Personal information
- Born: Johan Ingebrigt Rykkje 16 June 1975 (age 51) Bergen, Norway
- Height: 1.85 m (6 ft 1 in)
- Weight: 73 kg (161 lb)

Sport
- Country: Norway Netherlands
- Sport: Speed skating
- Club: Hardanger Skøiteklub
- Turned pro: 1992
- Retired: 2009

Achievements and titles
- Personal best(s): 500 m: 37.88 (2000) 1000 m: 1:16.20 (2001) 1500 m: 1:50.28 (2001) 3000 m: 3:48.02 (2002) 5000 m: 6:22.38 (2007) 10 000 m: 13:06.03 (2007)

Medal record
Men's speed skating
Representing the Netherlands
World Championships
| Bronze medal – third place | 2007 Salt Lake City | 10000 m |

= Brigt Rykkje =

Norwegian-Dutch speed skater

Brigt Rykkje (born 16 June 1975) is a Dutch and Norwegian speed skater.

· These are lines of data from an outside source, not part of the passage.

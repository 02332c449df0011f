//! Live-write ingestion.

use std::sync::Arc;

use tracing::{info, instrument};

use lakegate_core::KeyMapping;
use lakegate_events::{EventType, ObjectWriteNotification, QueueChannel, RetryPolicy, UpdateDigest};

use crate::channel::send_with_retry;
use crate::object_store::ObjectStore;

use super::pipeline::{ApplyOutcome, ConsumerError, UpdatePipeline};

/// Processes one live-write notification at a time.
///
/// Each notification is resolved against the object store (the notification
/// itself carries no payload or version), run through the shared update
/// pipeline, and, when accepted, announced downstream as one digest.
///
/// The consumer is strictly serial: its worker host dequeues one delivery at
/// a time, so two in-flight updates can never race past each other's
/// checkpoint advance inside a single host. Cross-resource ordering is not
/// required and not provided.
pub struct IngestionConsumer<D> {
    mapping: KeyMapping,
    objects: Arc<dyn ObjectStore>,
    pipeline: Arc<UpdatePipeline>,
    digests: D,
    publish_retry: RetryPolicy,
}

impl<D> IngestionConsumer<D>
where
    D: QueueChannel<UpdateDigest>,
{
    pub fn new(
        mapping: KeyMapping,
        objects: Arc<dyn ObjectStore>,
        pipeline: Arc<UpdatePipeline>,
        digests: D,
    ) -> Self {
        Self {
            mapping,
            objects,
            pipeline,
            digests,
            publish_retry: RetryPolicy::publish_default(),
        }
    }

    pub fn with_publish_retry(mut self, policy: RetryPolicy) -> Self {
        self.publish_retry = policy;
        self
    }

    /// Handle one notification.
    ///
    /// Any error leaves the delivery unacknowledged; the transport redelivers
    /// and eventually dead-letters it.
    #[instrument(skip(self), fields(object_key = %notification.object_key))]
    pub fn handle(
        &self,
        notification: &ObjectWriteNotification,
    ) -> Result<ApplyOutcome, ConsumerError> {
        if notification.event_type != EventType::Created {
            return Err(ConsumerError::UnsupportedEvent(notification.event_type));
        }

        let resource_id = self.mapping.resource_id_for(&notification.object_key)?;
        let stream_id = self.mapping.stream_id();

        // The fetched last-modified is authoritative for last-write-wins; a
        // newer concurrent write simply wins twice.
        let fetched = self.objects.get_latest(&notification.object_key)?;
        let offset = fetched.version.offset();
        let timestamp = fetched.version.last_modified;

        let outcome = self.pipeline.apply_update(
            resource_id,
            fetched.body,
            timestamp,
            &stream_id,
            offset,
        )?;

        if let ApplyOutcome::Applied {
            resource_id,
            offset,
            ..
        } = &outcome
        {
            let digest = UpdateDigest {
                resource_id: resource_id.clone(),
                offset: offset.clone(),
            };
            send_with_retry(&self.digests, digest, &self.publish_retry, "digest")
                .map_err(ConsumerError::Publish)?;

            info!(
                resource_id = %resource_id,
                offset = %offset,
                "projection updated from live write"
            );
        }

        Ok(outcome)
    }
}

He was born in Bergen to a Dutch mother and Norwegian father, and grew up in the Netherlands. He is the brother of Bjarne Rykkje. He competed for Norway at the 1998 Winter Olympics in Nagano. He has competed for both Norway and the Netherlands at the world championships.